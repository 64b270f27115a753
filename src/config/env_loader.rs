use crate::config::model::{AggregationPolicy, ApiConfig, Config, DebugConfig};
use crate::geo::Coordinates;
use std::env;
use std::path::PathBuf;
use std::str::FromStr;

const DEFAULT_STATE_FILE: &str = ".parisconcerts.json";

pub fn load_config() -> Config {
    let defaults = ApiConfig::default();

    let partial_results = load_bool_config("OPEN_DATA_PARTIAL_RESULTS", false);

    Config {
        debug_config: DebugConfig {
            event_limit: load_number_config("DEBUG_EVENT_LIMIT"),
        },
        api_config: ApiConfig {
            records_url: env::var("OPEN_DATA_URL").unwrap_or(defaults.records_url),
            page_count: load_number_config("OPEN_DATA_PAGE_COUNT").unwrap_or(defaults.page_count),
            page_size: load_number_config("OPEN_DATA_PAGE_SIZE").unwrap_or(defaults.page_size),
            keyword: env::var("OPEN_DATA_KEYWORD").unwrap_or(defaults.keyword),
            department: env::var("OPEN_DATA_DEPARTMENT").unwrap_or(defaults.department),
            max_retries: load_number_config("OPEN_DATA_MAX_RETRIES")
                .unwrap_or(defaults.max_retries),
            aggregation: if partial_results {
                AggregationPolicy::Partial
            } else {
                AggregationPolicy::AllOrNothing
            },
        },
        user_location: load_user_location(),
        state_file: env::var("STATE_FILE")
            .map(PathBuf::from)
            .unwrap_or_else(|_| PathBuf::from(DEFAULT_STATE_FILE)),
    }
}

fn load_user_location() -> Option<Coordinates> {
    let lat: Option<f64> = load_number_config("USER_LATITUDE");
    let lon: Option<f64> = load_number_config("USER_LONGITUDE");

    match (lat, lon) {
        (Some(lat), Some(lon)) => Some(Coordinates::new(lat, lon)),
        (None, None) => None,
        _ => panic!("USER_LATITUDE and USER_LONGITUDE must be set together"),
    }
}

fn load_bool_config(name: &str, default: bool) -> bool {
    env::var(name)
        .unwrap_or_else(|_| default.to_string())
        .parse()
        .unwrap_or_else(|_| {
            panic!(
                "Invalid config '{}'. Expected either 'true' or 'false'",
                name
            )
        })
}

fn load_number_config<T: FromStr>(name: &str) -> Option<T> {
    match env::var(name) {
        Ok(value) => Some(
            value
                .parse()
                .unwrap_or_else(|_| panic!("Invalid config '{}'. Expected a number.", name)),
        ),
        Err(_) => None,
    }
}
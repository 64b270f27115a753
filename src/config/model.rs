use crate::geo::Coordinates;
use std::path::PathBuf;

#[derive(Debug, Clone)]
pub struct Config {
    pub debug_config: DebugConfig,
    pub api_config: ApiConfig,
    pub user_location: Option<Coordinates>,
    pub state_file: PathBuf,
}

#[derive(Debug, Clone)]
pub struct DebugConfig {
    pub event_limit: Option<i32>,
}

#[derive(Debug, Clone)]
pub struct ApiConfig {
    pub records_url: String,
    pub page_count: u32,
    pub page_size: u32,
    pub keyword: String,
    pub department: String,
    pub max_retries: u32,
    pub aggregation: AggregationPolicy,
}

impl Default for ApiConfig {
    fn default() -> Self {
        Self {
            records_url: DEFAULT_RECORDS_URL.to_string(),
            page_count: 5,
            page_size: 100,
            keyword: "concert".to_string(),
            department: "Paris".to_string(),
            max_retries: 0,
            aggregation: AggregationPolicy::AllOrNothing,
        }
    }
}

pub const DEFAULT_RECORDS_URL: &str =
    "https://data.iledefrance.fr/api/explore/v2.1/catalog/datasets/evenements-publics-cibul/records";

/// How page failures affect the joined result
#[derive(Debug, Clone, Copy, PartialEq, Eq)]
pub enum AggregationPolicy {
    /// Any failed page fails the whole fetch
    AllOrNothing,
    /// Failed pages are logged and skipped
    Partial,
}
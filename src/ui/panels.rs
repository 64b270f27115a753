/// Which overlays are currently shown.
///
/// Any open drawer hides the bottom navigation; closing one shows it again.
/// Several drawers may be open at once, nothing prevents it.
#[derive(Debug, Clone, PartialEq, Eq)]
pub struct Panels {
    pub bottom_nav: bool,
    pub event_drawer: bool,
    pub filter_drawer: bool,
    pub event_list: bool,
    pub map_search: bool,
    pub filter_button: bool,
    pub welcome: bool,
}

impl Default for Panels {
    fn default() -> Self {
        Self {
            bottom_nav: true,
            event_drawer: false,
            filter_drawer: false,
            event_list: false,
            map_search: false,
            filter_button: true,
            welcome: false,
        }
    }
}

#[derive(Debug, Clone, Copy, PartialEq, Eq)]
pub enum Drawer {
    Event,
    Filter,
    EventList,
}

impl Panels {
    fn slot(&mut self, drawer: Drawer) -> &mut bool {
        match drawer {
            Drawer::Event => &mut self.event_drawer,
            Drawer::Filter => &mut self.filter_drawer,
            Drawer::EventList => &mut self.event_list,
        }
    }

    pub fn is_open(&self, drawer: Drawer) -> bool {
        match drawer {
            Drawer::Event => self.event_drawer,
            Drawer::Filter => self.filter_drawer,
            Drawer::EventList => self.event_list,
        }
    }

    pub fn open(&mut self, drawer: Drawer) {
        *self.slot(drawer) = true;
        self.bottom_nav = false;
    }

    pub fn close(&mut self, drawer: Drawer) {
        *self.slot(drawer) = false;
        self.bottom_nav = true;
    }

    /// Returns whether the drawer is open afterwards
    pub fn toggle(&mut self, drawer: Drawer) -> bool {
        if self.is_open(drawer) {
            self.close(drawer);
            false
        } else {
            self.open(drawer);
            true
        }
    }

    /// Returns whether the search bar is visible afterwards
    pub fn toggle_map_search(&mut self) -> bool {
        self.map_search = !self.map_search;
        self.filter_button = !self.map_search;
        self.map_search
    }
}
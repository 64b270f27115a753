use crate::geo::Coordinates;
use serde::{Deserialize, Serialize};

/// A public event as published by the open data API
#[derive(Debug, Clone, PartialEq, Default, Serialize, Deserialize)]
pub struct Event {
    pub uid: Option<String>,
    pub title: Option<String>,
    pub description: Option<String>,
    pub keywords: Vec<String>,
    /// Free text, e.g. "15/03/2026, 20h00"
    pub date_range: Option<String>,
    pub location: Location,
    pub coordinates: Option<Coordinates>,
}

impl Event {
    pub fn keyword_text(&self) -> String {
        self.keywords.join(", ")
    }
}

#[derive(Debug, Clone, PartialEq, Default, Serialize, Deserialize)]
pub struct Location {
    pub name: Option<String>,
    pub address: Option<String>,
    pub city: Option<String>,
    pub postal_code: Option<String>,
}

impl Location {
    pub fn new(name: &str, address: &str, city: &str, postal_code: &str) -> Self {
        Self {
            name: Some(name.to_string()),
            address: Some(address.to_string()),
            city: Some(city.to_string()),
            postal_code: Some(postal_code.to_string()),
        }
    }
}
━━━━━━━━━━
_Task_
Your task is to copy every record exactly.

_Answer section_
repository 64b270f27115a753
filename src/config/env_loader.rs
use crate::config::model::{AggregationPolicy, ApiConfig, Config, DebugConfig};
use crate::geo::Coordinates;
use std::env;
use std::path::PathBuf;
use std::str::FromStr;

const DEFAULT_STATE_FILE: &str = ".parisconcerts.json";

pub fn load_config() -> Config {
    let defaults = ApiConfig::default();

    let partial_results = load_bool_config("OPEN_DATA_PARTIAL_RESULTS", false);

    Config {
        debug_config: DebugConfig {
            event_limit: load_number_config("DEBUG_EVENT_LIMIT"),
        },
        api_config: ApiConfig {
            records_url: env::var("OPEN_DATA_URL").unwrap_or(defaults.records_url),
            page_count: load_number_config("OPEN_DATA_PAGE_COUNT").unwrap_or(defaults.page_count),
            page_size: load_number_config("OPEN_DATA_PAGE_SIZE").unwrap_or(defaults.page_size),
            keyword: env::var("OPEN_DATA_KEYWORD").unwrap_or(defaults.keyword),
            department: env::var("OPEN_DATA_DEPARTMENT").unwrap_or(defaults.department),
            max_retries: load_number_config("OPEN_DATA_MAX_RETRIES")
                .unwrap_or(defaults.max_retries),
            aggregation: if partial_results {
                AggregationPolicy::Partial
            } else {
                AggregationPolicy::AllOrNothing
            },
        },
        user_location: load_user_location(),
        state_file: env::var("STATE_FILE")
            .map(PathBuf::from)
            .unwrap_or_else(|_| PathBuf::from(DEFAULT_STATE_FILE)),
    }
}

fn load_user_location() -> Option<Coordinates> {
    let lat: Option<f64> = load_number_config("USER_LATITUDE");
    let lon: Option<f64> = load_number_config("USER_LONGITUDE");

    match (lat, lon) {
        (Some(lat), Some(lon)) => Some(Coordinates::new(lat, lon)),
        (None, None) => None,
        _ => panic!("USER_LATITUDE and USER_LONGITUDE must be set together"),
    }
}

fn load_bool_config(name: &str, default: bool) -> bool {
    env::var(name)
        .unwrap_or_else(|_| default.to_string())
        .parse()
        .unwrap_or_else(|_| {
            panic!(
                "Invalid config '{}'. Expected either 'true' or 'false'",
                name
            )
        })
}

fn load_number_config<T: FromStr>(name: &str) -> Option<T> {
    match env::var(name) {
        Ok(value) => Some(
            value
                .parse()
                .unwrap_or_else(|_| panic!("Invalid config '{}'. Expected a number.", name)),
        ),
        Err(_) => None,
    }
}
repository 64b270f27115a753
filename src/config/model.rs
use crate::geo::Coordinates;
use std::path::PathBuf;

#[derive(Debug, Clone)]
pub struct Config {
    pub debug_config: DebugConfig,
    pub api_config: ApiConfig,
    pub user_location: Option<Coordinates>,
    pub state_file: PathBuf,
}

#[derive(Debug, Clone)]
pub struct DebugConfig {
    pub event_limit: Option<i32>,
}

#[derive(Debug, Clone)]
pub struct ApiConfig {
    pub records_url: String,
    pub page_count: u32,
    pub page_size: u32,
    pub keyword: String,
    pub department: String,
    pub max_retries: u32,
    pub aggregation: AggregationPolicy,
}

impl Default for ApiConfig {
    fn default() -> Self {
        Self {
            records_url: DEFAULT_RECORDS_URL.to_string(),
            page_count: 5,
            page_size: 100,
            keyword: "concert".to_string(),
            department: "Paris".to_string(),
            max_retries: 0,
            aggregation: AggregationPolicy::AllOrNothing,
        }
    }
}

pub const DEFAULT_RECORDS_URL: &str =
    "https://data.iledefrance.fr/api/explore/v2.1/catalog/datasets/evenements-publics-cibul/records";

/// How page failures affect the joined result
#[derive(Debug, Clone, Copy, PartialEq, Eq)]
pub enum AggregationPolicy {
    /// Any failed page fails the whole fetch
    AllOrNothing,
    /// Failed pages are logged and skipped
    Partial,
}
filename src/ui/panels.rs
repository 64b270f27115a753
/// Which overlays are currently shown.
///
/// Any open drawer hides the bottom navigation; closing one shows it again.
/// Several drawers may be open at once, nothing prevents it.
#[derive(Debug, Clone, PartialEq, Eq)]
pub struct Panels {
    pub bottom_nav: bool,
    pub event_drawer: bool,
    pub filter_drawer: bool,
    pub event_list: bool,
    pub map_search: bool,
    pub filter_button: bool,
    pub welcome: bool,
}

impl Default for Panels {
    fn default() -> Self {
        Self {
            bottom_nav: true,
            event_drawer: false,
            filter_drawer: false,
            event_list: false,
            map_search: false,
            filter_button: true,
            welcome: false,
        }
    }
}

#[derive(Debug, Clone, Copy, PartialEq, Eq)]
pub enum Drawer {
    Event,
    Filter,
    EventList,
}

impl Panels {
    fn slot(&mut self, drawer: Drawer) -> &mut bool {
        match drawer {
            Drawer::Event => &mut self.event_drawer,
            Drawer::Filter => &mut self.filter_drawer,
            Drawer::EventList => &mut self.event_list,
        }
    }

    pub fn is_open(&self, drawer: Drawer) -> bool {
        match drawer {
            Drawer::Event => self.event_drawer,
            Drawer::Filter => self.filter_drawer,
            Drawer::EventList => self.event_list,
        }
    }

    pub fn open(&mut self, drawer: Drawer) {
        *self.slot(drawer) = true;
        self.bottom_nav = false;
    }

    pub fn close(&mut self, drawer: Drawer) {
        *self.slot(drawer) = false;
        self.bottom_nav = true;
    }

    /// Returns whether the drawer is open afterwards
    pub fn toggle(&mut self, drawer: Drawer) -> bool {
        if self.is_open(drawer) {
            self.close(drawer);
            false
        } else {
            self.open(drawer);
            true
        }
    }

    /// Returns whether the search bar is visible afterwards
    pub fn toggle_map_search(&mut self) -> bool {
        self.map_search = !self.map_search;
        self.filter_button = !self.map_search;
        self.map_search
    }
}
repository 64b270f27115a753
use crate::geo::Coordinates;
use serde::{Deserialize, Serialize};

/// A public event as published by the open data API
#[derive(Debug, Clone, PartialEq, Default, Serialize, Deserialize)]
pub struct Event {
    pub uid: Option<String>,
    pub title: Option<String>,
    pub description: Option<String>,
    pub keywords: Vec<String>,
    /// Free text, e.g. "15/03/2026, 20h00"
    pub date_range: Option<String>,
    pub location: Location,
    pub coordinates: Option<Coordinates>,
}

impl Event {
    pub fn keyword_text(&self) -> String {
        self.keywords.join(", ")
    }
}

#[derive(Debug, Clone, PartialEq, Default, Serialize, Deserialize)]
pub struct Location {
    pub name: Option<String>,
    pub address: Option<String>,
    pub city: Option<String>,
    pub postal_code: Option<String>,
}

impl Location {
    pub fn new(name: &str, address: &str, city: &str, postal_code: &str) -> Self {
        Self {
            name: Some(name.to_string()),
            address: Some(address.to_string()),
            city: Some(city.to_string()),
            postal_code: Some(postal_code.to_string()),
        }
    }
}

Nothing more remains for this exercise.